The people at Batdorf and Bronson’s (Dancing Goat) roastery and tasting room have been gracious enough to let me be the fly-on-the-wall behind the scenes again; this time inside their training lab on S. Capitol Way in Olympia. When I arrived they were tasting a long row of freshly roasted cups in one of their rigorous methods to ensure top quality coffee. On the other side of the room Ben was training and testing Rowan in the fine barista art of making a variety of espresso drinks.
Ben timed and measured and tasted and took temperatures and gave scores, encouragement and corrections at every step of the process. Meanwhile Rowan concentrated with full attention, welcomed corrections and performed admirably. I was dumbfounded that so much science and precision could go into brewing an espresso drink!

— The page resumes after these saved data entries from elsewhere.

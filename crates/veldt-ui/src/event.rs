//! Input events and routing.
//!
//! Events come from the platform layer already translated into the
//! [`Event`] enum. The [`EventRouter`] owns the cross-widget interaction
//! state: the push grab (the widget that consumed a press receives every
//! drag and the release, wherever the pointer goes) and hover tracking with
//! synthesized Enter/Leave events.

use crate::base::{self, Widget, WidgetId, widget_at};
use crate::hook::dispatch;
use crate::measure::LabelMeasure;
use crate::style::StyleRegistry;
use std::time::{Duration, Instant};
use veldt_core::math::Vec2;
use veldt_core::timer::{TimerQueue, TimerToken};

#[derive(Debug, Clone, Copy, PartialEq, Eq, Hash)]
pub enum MouseButton {
    Left,
    Right,
    Middle,
}

/// Keys the toolkit routes as shortcuts.
#[derive(Debug, Clone, Copy, PartialEq, Eq, Hash)]
pub enum Key {
    Left,
    Right,
    Up,
    Down,
    PageUp,
    PageDown,
    Home,
    End,
}

/// An input event dispatched to widgets.
#[derive(Debug, Clone, Copy, PartialEq)]
pub enum Event {
    /// Mouse button pressed.
    Push { pos: Vec2, button: MouseButton },
    /// Pointer moved while a button is held.
    Drag { pos: Vec2 },
    /// Mouse button released.
    Release { pos: Vec2, button: MouseButton },
    /// Pointer moved with no button held.
    Move { pos: Vec2 },
    /// Pointer entered the widget.
    Enter,
    /// Pointer left the widget.
    Leave,
    /// Keyboard shortcut.
    KeyDown { key: Key },
    /// A timer scheduled by this widget fired.
    Timer { token: TimerToken },
}

impl Event {
    /// The pointer position, for events that carry one.
    pub fn pos(&self) -> Option<Vec2> {
        match self {
            Event::Push { pos, .. }
            | Event::Drag { pos }
            | Event::Release { pos, .. }
            | Event::Move { pos } => Some(*pos),
            _ => None,
        }
    }
}

/// Services available to widgets while handling an event.
pub struct EventContext<'a> {
    timers: &'a mut TimerQueue<WidgetId>,
    pub now: Instant,
    pub styles: &'a StyleRegistry,
    pub measure: &'a dyn LabelMeasure,
    pushed_candidate: Option<WidgetId>,
}

impl<'a> EventContext<'a> {
    pub fn new(
        timers: &'a mut TimerQueue<WidgetId>,
        now: Instant,
        styles: &'a StyleRegistry,
        measure: &'a dyn LabelMeasure,
    ) -> Self {
        Self {
            timers,
            now,
            styles,
            measure,
            pushed_candidate: None,
        }
    }

    /// Schedule a one-shot timer owned by `owner`; it will receive
    /// [`Event::Timer`] when due.
    pub fn add_timeout(&mut self, delay: Duration, owner: WidgetId) -> TimerToken {
        self.timers.schedule(self.now, delay, owner)
    }

    /// Cancel a pending timer. Returns false if it already fired.
    pub fn remove_timeout(&mut self, token: TimerToken) -> bool {
        self.timers.cancel(token).is_some()
    }

    pub fn has_timeout(&self, token: TimerToken) -> bool {
        self.timers.is_scheduled(token)
    }

    /// Record the widget that consumed the current press. The deepest
    /// consuming widget calls first and wins.
    pub(crate) fn offer_pushed(&mut self, id: WidgetId) {
        if self.pushed_candidate.is_none() {
            self.pushed_candidate = Some(id);
        }
    }

    pub(crate) fn take_pushed(&mut self) -> Option<WidgetId> {
        self.pushed_candidate.take()
    }
}

/// Routes events from the platform into the widget tree.
pub struct EventRouter {
    pushed: Option<WidgetId>,
    hovered: Option<WidgetId>,
    mouse: Vec2,
}

impl EventRouter {
    pub fn new() -> Self {
        Self {
            pushed: None,
            hovered: None,
            mouse: Vec2::ZERO,
        }
    }

    /// The widget holding the push grab, if any.
    pub fn pushed(&self) -> Option<WidgetId> {
        self.pushed
    }

    pub fn hovered(&self) -> Option<WidgetId> {
        self.hovered
    }

    pub fn mouse_position(&self) -> Vec2 {
        self.mouse
    }

    /// Deliver one event to the tree; returns true if a widget consumed it.
    pub fn route(
        &mut self,
        root: &mut dyn Widget,
        event: &Event,
        ctx: &mut EventContext<'_>,
    ) -> bool {
        match event {
            Event::Push { pos, .. } => {
                self.mouse = *pos;
                let consumed = dispatch::handle(root, event, ctx);
                if consumed {
                    self.pushed = ctx.take_pushed();
                    tracing::trace!(pushed = ?self.pushed, "push grab");
                }
                consumed
            }
            Event::Drag { pos } => {
                self.mouse = *pos;
                match self.pushed {
                    Some(id) => self.deliver_to(root, id, event, ctx),
                    None => dispatch::handle(root, event, ctx),
                }
            }
            Event::Release { pos, .. } => {
                self.mouse = *pos;
                match self.pushed.take() {
                    Some(id) => self.deliver_to(root, id, event, ctx),
                    None => dispatch::handle(root, event, ctx),
                }
            }
            Event::Move { pos } => {
                self.mouse = *pos;
                self.update_hover(root, ctx);
                dispatch::handle(root, event, ctx)
            }
            Event::KeyDown { .. } => match self.pushed {
                Some(id) => self.deliver_to(root, id, event, ctx),
                None => dispatch::handle(root, event, ctx),
            },
            Event::Timer { .. } | Event::Enter | Event::Leave => {
                dispatch::handle(root, event, ctx)
            }
        }
    }

    fn deliver_to(
        &mut self,
        root: &mut dyn Widget,
        id: WidgetId,
        event: &Event,
        ctx: &mut EventContext<'_>,
    ) -> bool {
        match base::find_widget_mut(root, id) {
            Some(widget) => dispatch::handle(widget, event, ctx),
            None => {
                // The grabbed widget was removed mid-interaction.
                self.pushed = None;
                false
            }
        }
    }

    fn update_hover(&mut self, root: &mut dyn Widget, ctx: &mut EventContext<'_>) {
        let now_hovered = widget_at(root, self.mouse);
        if now_hovered == self.hovered {
            return;
        }
        if let Some(old) = self.hovered {
            if let Some(widget) = base::find_widget_mut(root, old) {
                dispatch::handle(widget, &Event::Leave, ctx);
            }
        }
        if let Some(new) = now_hovered {
            if let Some(widget) = base::find_widget_mut(root, new) {
                dispatch::handle(widget, &Event::Enter, ctx);
            }
        }
        self.hovered = now_hovered;
    }
}

impl Default for EventRouter {
    fn default() -> Self {
        Self::new()
    }
}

And meanwhile I sketched like crazy, first with warm-up gesture sketches to discharge some of the excitement of the moment, and then with more careful pencil and finally ink lines. The color was added at home. Oh, and did I say that all the while I sipped an intoxicatingly fresh cup of French Roast coffee from the tasting room to keep my wits about me. Sort of.
If you’re in Olympia any time Wed – Sat 9am-4pm you must stop by the tasting room to sample different coffee brews, while peaking in the windows for an intimate behind-the-scenes look at roasting and maybe even training! And direct all your coffee questions to the knowledgable staff. Reminds me a lot of the fun of wine tasting that’s so popular in Sonoma County!
Olympia is definitely on the map for gourmet coffee lovers. My family might fit that category. We buy the freshest beans, grind them fresh for each cup, and each have our own different preferred method of brewing. Just as when we lived in wine country we never considered making our own, preferring to leave that to the experts, here in Olympia we defer to the roasteries.
So in my pursuit of a warm indoor place to sketch on location I approached Batdorf and Bronson (aka Dancing Goats) for permission to sketch inside the roastery during roasting hours. They have a beautiful facility housing a coffee tasting bar, which is free and open to the public several days a week, as well as a state of the art roastery and kitchen for training barristas. My eyes got very big thinking of the sketching opportunities, with the tantalizing aromas of coffee!
The roastery, in a warehouse filled with bags of unroasted beans from countries around the world, was humming with activity orchestrated by “the roaster”, who I learned is the Wizard of Oz behind the curtain. All the roasting that day was to order, meaning the various beans were going directly from the roaster to coffee shops and customers, fresh and aromatic. Various shoots and ladders ushered the beans through various phases of the process, releasing heat and fragrance, cracking the beans open, cooling them etc. etc. I lost track at some point and just sat entranced by the maestro, drawing the wonderful shapes as fast as possible, trying to keep the lines decisive even when not accurate. The three of us sketchers were mesmerized for at least an hour, until finally the machines were shut down, the staff got to see our sketches and invited us back! We did our tasting in the tasting room, bought some beans and plotted about coming back soon.